CAMBRIDGE, Mass. -- A retired Roman Catholic priest charged with repeatedly raping a young boy, sometimes in the church confessional, pleaded innocent Tuesday and was ordered held on $750,000 cash bail. The Rev. Paul Shanley, 71, who is charged with three counts of child rape, had recently left the country and might flee, prosecutor Lynn Rooney said during the arraignment in Newton District Court...

The Associated Press

CAMBRIDGE, Mass. -- A retired Roman Catholic priest charged with repeatedly raping a young boy, sometimes in the church confessional, pleaded innocent Tuesday and was ordered held on $750,000 cash bail.
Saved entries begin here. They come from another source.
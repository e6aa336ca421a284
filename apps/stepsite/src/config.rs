//! # Site Configuration
//!
//! Optional `stepsite.yaml` at the root of the content directory:
//!
//! ```yaml
//! site_title: Try Habitat
//! tutorial_dir: tutorial
//! pages_dir: pages
//! output_dir: build
//! base_path: /try/
//! listen: 127.0.0.1:4567
//! ```
//!
//! Every key has a default. Relative directories are resolved against the
//! content directory. Command-line flags override file values.

use crate::error::AppError;
use serde::{Deserialize, Serialize};
use std::net::SocketAddr;
use std::path::{Path, PathBuf};
use stepsite_core::{LinkStyle, RenderOptions};

/// File name looked up in the content directory.
pub const CONFIG_FILE: &str = "stepsite.yaml";

/// Default preview address.
pub const DEFAULT_LISTEN: &str = "127.0.0.1:4567";

#[derive(Debug, Clone, PartialEq, Eq, Serialize, Deserialize)]
#[serde(default, deny_unknown_fields)]
pub struct SiteConfig {
    /// Appended to every page `<title>`.
    pub site_title: String,
    /// Directory of step pages.
    pub tutorial_dir: PathBuf,
    /// Directory of standalone documents. May be absent.
    pub pages_dir: PathBuf,
    /// Where `build` writes HTML.
    pub output_dir: PathBuf,
    /// URL prefix the site is served under.
    pub base_path: String,
    /// Preview server address.
    pub listen: String,
}

impl Default for SiteConfig {
    fn default() -> Self {
        Self {
            site_title: String::from("Tutorial"),
            tutorial_dir: PathBuf::from("tutorial"),
            pages_dir: PathBuf::from("pages"),
            output_dir: PathBuf::from("build"),
            base_path: String::from("/"),
            listen: String::from(DEFAULT_LISTEN),
        }
    }
}

impl SiteConfig {
    /// Load configuration for `content_dir`.
    ///
    /// An explicit path must exist. Without one, `stepsite.yaml` in the
    /// content directory is used when present, defaults otherwise.
    pub fn load(content_dir: &Path, explicit: Option<&Path>) -> Result<Self, AppError> {
        let path = match explicit {
            Some(path) => path.to_path_buf(),
            None => {
                let candidate = content_dir.join(CONFIG_FILE);
                if !candidate.is_file() {
                    tracing::debug!(dir = %content_dir.display(), "no config file, using defaults");
                    return Ok(Self::default());
                }
                candidate
            }
        };

        let text = std::fs::read_to_string(&path).map_err(|e| AppError::io(&path, e))?;
        let config = Self::from_yaml(&text, &path)?;
        tracing::debug!(path = %path.display(), "loaded config");
        Ok(config)
    }

    /// Parse configuration text; `path` is only used for error reporting.
    pub fn from_yaml(text: &str, path: &Path) -> Result<Self, AppError> {
        if text.trim().is_empty() {
            return Ok(Self::default());
        }
        serde_yaml::from_str(text).map_err(|source| AppError::Config {
            path: path.to_path_buf(),
            source,
        })
    }

    /// Resolve a configured directory against the content directory.
    #[must_use]
    pub fn resolve(&self, content_dir: &Path, dir: &Path) -> PathBuf {
        if dir.is_absolute() {
            dir.to_path_buf()
        } else {
            content_dir.join(dir)
        }
    }

    #[must_use]
    pub fn tutorial_path(&self, content_dir: &Path) -> PathBuf {
        self.resolve(content_dir, &self.tutorial_dir)
    }

    #[must_use]
    pub fn pages_path(&self, content_dir: &Path) -> PathBuf {
        self.resolve(content_dir, &self.pages_dir)
    }

    #[must_use]
    pub fn output_path(&self, content_dir: &Path) -> PathBuf {
        self.resolve(content_dir, &self.output_dir)
    }

    #[must_use]
    pub fn link_style(&self) -> LinkStyle {
        LinkStyle::new(&self.base_path)
    }

    #[must_use]
    pub fn render_options(&self) -> RenderOptions {
        RenderOptions {
            site_title: self.site_title.clone(),
            link_style: self.link_style(),
        }
    }

    pub fn listen_addr(&self) -> Result<SocketAddr, AppError> {
        self.listen
            .parse()
            .map_err(|_| AppError::ListenAddr(self.listen.clone()))
    }
}

// =============================================================================
// TESTS
// =============================================================================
The Rev. Paul Shanley, 71, who is charged with three counts of child rape, had recently left the country and might flee, prosecutor Lynn Rooney said during the arraignment in Newton District Court.

Defense attorney Frank Mondano had asked that Shanley be released on his own recognizance and immediately requested that a higher judge review the bail decision. The review will take place Thursday.

In addition to setting bail, Judge Dyanne Klein ordered Shanley to surrender his passport and avoid contact with children under age 16.

Shanley, shackled and wearing a collared red shirt over a red T-shirt and gray pants, indicated he was struggling to hear Klein when she entered pleas of innocent on his behalf.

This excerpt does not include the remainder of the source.